Sisters, he said, step into places many fears: border towns, informal settlements, prisons and shelters. Their presence, he argued, reveals what is missing: consistent care, listening and the moral clarity to call exploitation by its name.
Ms Pauline, described local realities where trafficking is routinely misclassified as sexual abuse, masking the trafficking indicators: “Someone thinks they’re getting a job, their passport is confiscated and they are later sexually abused.” Such misclassification obscures the crime and aids impunity.
Sr Rosemary empathised that empowerment is not about giving survivors ‘more or less,’ but it is about restoring dignity. True recovery, she noted, begins when survivors are given platforms to tell their stories in their own words and languages.
When asked why sisters are so involved, Sr Kayula pointed to the Church’s social teaching which insists on the sacred dignity of every person. “Human trafficking compromises the dignity,” she said, “a faith that does justice compels us to help restore it.” She noted that awareness campaigns, training of frontline officers, community outreach and accompaniment of survivors are not add-ons but expressions of the Gospel itself.
“ARE YOU EATING, USING OR WEARING SOMEBODY’S MISERY?” — Sr Margaret Ng
The SATA Recipients
The awards evening shone a light on sisters whose lives are a living refutation of indifference:
- Sr.

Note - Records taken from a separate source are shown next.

//! Per-run context: node outputs and template resolution.
//!
//! The context is the accumulating map `node id -> output`. A node only ever
//! sees the outputs of its ancestors in the pinned graph, never those of
//! siblings or other branches, even when they already ran.

use serde_json::{Map, Value, json};

use super::plan::ExecutionPlan;

/// Data a node may read: the trigger payload plus ancestor outputs.
#[derive(Debug, Clone, Default)]
pub struct NodeScope {
    pub trigger: Value,
    pub nodes: Map<String, Value>,
}

impl NodeScope {
    /// Build the scope for `node_id` from the run's full context.
    pub fn for_node(
        plan: &ExecutionPlan,
        node_id: &str,
        trigger: &Value,
        context: &Map<String, Value>,
    ) -> Self {
        let nodes = context
            .iter()
            .filter(|(id, _)| plan.is_ancestor(id, node_id))
            .map(|(id, v)| (id.clone(), v.clone()))
            .collect();
        Self {
            trigger: trigger.clone(),
            nodes,
        }
    }

    /// The JSON object expressions evaluate against:
    /// `{"trigger": ..., "nodes": {"<id>": <output>, ...}}`.
    pub fn to_expression_context(&self) -> Value {
        json!({
            "trigger": self.trigger,
            "nodes": self.nodes,
        })
    }

    /// Look up a dotted path such as `trigger.customer.email` or
    /// `nodes.lookup.items.0.sku`.
    pub fn lookup(&self, path: &str) -> Option<&Value> {
        let mut segments = path.split('.');
        let mut current = match segments.next()? {
            "trigger" => &self.trigger,
            "nodes" => {
                let id = segments.next()?;
                self.nodes.get(id)?
            }
            _ => return None,
        };
        for segment in segments {
            current = match current {
                Value::Object(map) => map.get(segment)?,
                Value::Array(items) => items.get(segment.parse::<usize>().ok()?)?,
                _ => return None,
            };
        }
        Some(current)
    }

    /// Resolve `{{ path }}` templates in every string inside `value`.
    ///
    /// A string that is exactly one template takes the referenced value with
    /// its JSON type intact. Templates embedded in longer strings are
    /// stringified. Unresolvable references are left untouched.
    pub fn resolve(&self, value: &Value) -> Value {
        match value {
            Value::String(s) => self.resolve_str(s),
            Value::Array(items) => Value::Array(items.iter().map(|v| self.resolve(v)).collect()),
            Value::Object(map) => Value::Object(
                map.iter()
                    .map(|(k, v)| (k.clone(), self.resolve(v)))
                    .collect(),
            ),
            other => other.clone(),
        }
    }

    /// Resolve templates in a string, always producing a string.
    pub fn resolve_string(&self, template: &str) -> String {
        match self.resolve_str(template) {
            Value::String(s) => s,
            other => value_to_string(&other),
        }
    }

    fn resolve_str(&self, template: &str) -> Value {
        let trimmed = template.trim();
        if let Some(inner) = whole_template(trimmed) {
            return match self.lookup(inner) {
                Some(v) => v.clone(),
                None => Value::String(template.to_string()),
            };
        }

        let mut out = String::with_capacity(template.len());
        let mut rest = template;
        while let Some(start) = rest.find("{{") {
            let Some(len) = rest[start..].find("}}") else {
                break;
            };
            let end = start + len + 2;
            let path = rest[start + 2..end - 2].trim();
            out.push_str(&rest[..start]);
            match self.lookup(path) {
                Some(v) => out.push_str(&value_to_string(v)),
                None => out.push_str(&rest[start..end]),
            }
            rest = &rest[end..];
        }
        out.push_str(rest);
        Value::String(out)
    }
}

/// `{{ path }}` with nothing around it, returning `path`.
fn whole_template(s: &str) -> Option<&str> {
    let inner = s.strip_prefix("{{")?.strip_suffix("}}")?;
    if inner.contains("{{") || inner.contains("}}") {
        return None;
    }
    Some(inner.trim())
}

/// Convert a JSON value to a plain string for interpolation. Strings are
/// inserted without quotes.
pub fn value_to_string(value: &Value) -> String {
    match value {
        Value::String(s) => s.clone(),
        Value::Null => String::new(),
        other => other.to_string(),
    }
}

// ---------------------------------------------------------------------------
// Tests
// ---------------------------------------------------------------------------
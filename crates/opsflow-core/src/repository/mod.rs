//! Repository trait definitions (ports).
//!
//! These traits define the storage interface that the infrastructure layer
//! (opsflow-infra) implements. The core crate never depends on any
//! specific storage technology. `memory` provides in-process implementations
//! for tests and embedded use.

pub mod execution;
pub mod memory;
pub mod workflow;
//! Inbound trigger handlers: domain events and webhook deliveries.

use axum::Json;
use axum::body::Bytes;
use axum::extract::{Path, State};
use axum::http::{HeaderMap, StatusCode};
use serde_json::{Value, json};
use uuid::Uuid;

use opsflow_core::workflow::dispatcher::signing_secret;
use opsflow_infra::webhook::{SIGNATURE_HEADER, verify_header};
use opsflow_types::execution::DomainEvent;

use crate::http::error::AppError;
use crate::http::response::{ApiResponse, RequestContext};
use crate::state::AppState;

/// Header a webhook sender may use to identify a delivery for dedup.
pub const EVENT_ID_HEADER: &str = "X-Event-Id";

/// POST /api/v1/events - Dispatch a domain event to every matching active
/// workflow. Redelivered events create no new runs.
pub async fn dispatch_event(
    State(state): State<AppState>,
    Json(event): Json<DomainEvent>,
) -> Result<(StatusCode, Json<ApiResponse<Value>>), AppError> {
    let ctx = RequestContext::start();
    tracing::info!(
        event_type = %event.event_type,
        event_id = %event.event_id,
        tenant_id = event.tenant_id.as_deref().unwrap_or("-"),
        "domain event received"
    );

    let runs = state.dispatcher.dispatch(&event).await?;
    Ok((
        StatusCode::ACCEPTED,
        Json(ctx.respond(json!({
            "event_id": event.event_id,
            "runs": runs,
        }))),
    ))
}

/// POST /api/v1/webhooks/:workflow_id - Trigger a webhook workflow.
///
/// When the trigger node carries a `signing_secret`, the raw body must be
/// signed in the `X-Opsflow-Signature` header. The delivery id comes from
/// `X-Event-Id`, else the payload's `event_id` or `id`, else a fresh UUID.
pub async fn receive_webhook(
    State(state): State<AppState>,
    Path(workflow_id): Path<Uuid>,
    headers: HeaderMap,
    body: Bytes,
) -> Result<(StatusCode, Json<ApiResponse<Value>>), AppError> {
    let ctx = RequestContext::start();

    let def = state.definitions.get(&workflow_id).await?;
    if let Some(secret) = signing_secret(&def) {
        let signature = headers.get(SIGNATURE_HEADER).and_then(|v| v.to_str().ok());
        verify_header(secret, &body, signature).map_err(|e| {
            tracing::warn!(workflow_id = %workflow_id, error = %e, "webhook rejected");
            AppError::Unauthorized(e.to_string())
        })?;
    }

    let payload: Value = serde_json::from_slice(&body)
        .map_err(|e| AppError::Validation(format!("Webhook body is not valid JSON: {e}")))?;
    let event_id = delivery_id(&headers, &payload);

    let created = state
        .dispatcher
        .dispatch_webhook(&workflow_id, &event_id, payload)
        .await?;

    let data = match &created {
        Some(request) => json!({ "event_id": event_id, "duplicate": false, "run": request }),
        None => json!({ "event_id": event_id, "duplicate": true }),
    };
    let mut resp = ctx.respond(data).with_link("workflow", &format!("/api/v1/workflows/{workflow_id}"));
    if let Some(request) = &created {
        resp = resp.with_link("run", &format!("/api/v1/runs/{}", request.run_id));
    }
    Ok((StatusCode::ACCEPTED, Json(resp)))
}

fn delivery_id(headers: &HeaderMap, payload: &Value) -> String {
    headers
        .get(EVENT_ID_HEADER)
        .and_then(|v| v.to_str().ok())
        .map(str::trim)
        .filter(|s| !s.is_empty())
        .map(str::to_string)
        .or_else(|| {
            ["event_id", "id"].iter().find_map(|key| match payload.get(*key) {
                Some(Value::String(s)) if !s.trim().is_empty() => Some(s.trim().to_string()),
                Some(Value::Number(n)) => Some(n.to_string()),
                _ => None,
            })
        })
        .unwrap_or_else(|| Uuid::now_v7().to_string())
}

Benjamine Nanga Kimala, SMC (Comboni Missionary Sisters) — Common Good Award
For courage and creativity in addressing exploitation across challenging contexts. - Sr. Margaret Ng, RSJ (Sisters of Saint Joseph of the Sacred Heart) — Servant Leadership Award
For excellence in network-building and strengthening survivor-centred models. - Sr. Martha Pelloni, CMT (Carmelitas Misioneras Teresianas) — Human Dignity Award
For lifetime achievement in defending the most vulnerable and advancing justice.
Each laureate shared testimony of survivors who shaped their mission. Sr Martha recalled a girl named Estelita, “She was 15, silenced by fear, trapped by those who were supposed to protect her. Her voice broke the silence and started a movement of healing.”
Sr Benjamine and Sr Margaret reminded the audience that trafficking is rooted in structural injustices — lack of opportunity and gender violence and Called for Justice, Not Charity, As the Answer.
Closing Reflections: From Celebration to Sustained Action
In closing reflections, Sr Valeria Kabaso, President of the Zambia Association of Sisterhoods, stressed that the awards are not an endpoint but a renewed call to collective action. “The scale of trafficking is too large for any single organization,” she affirmed, thanking partners for bridging the grassroots wisdom of Religious Sisters with the broader civil society and ensuring that survivor-centred approaches remain at the heart of policy and practice.
If one message from the General Assembly and the SATAs that lingers, it is this: YOU CAN BE PART OF THE SOLUTION. Whether by sharing protective information, supporting survivor services, advocating for honest investment or making ethical choices in our daily lives each action, however small, carries weight.
As the sisters demonstrated again and again, faith requires action. In their witness, mercy becomes resistance; tenderness becomes justice. Through their work, those once silenced are seen, heard and slowly, allowed to arise.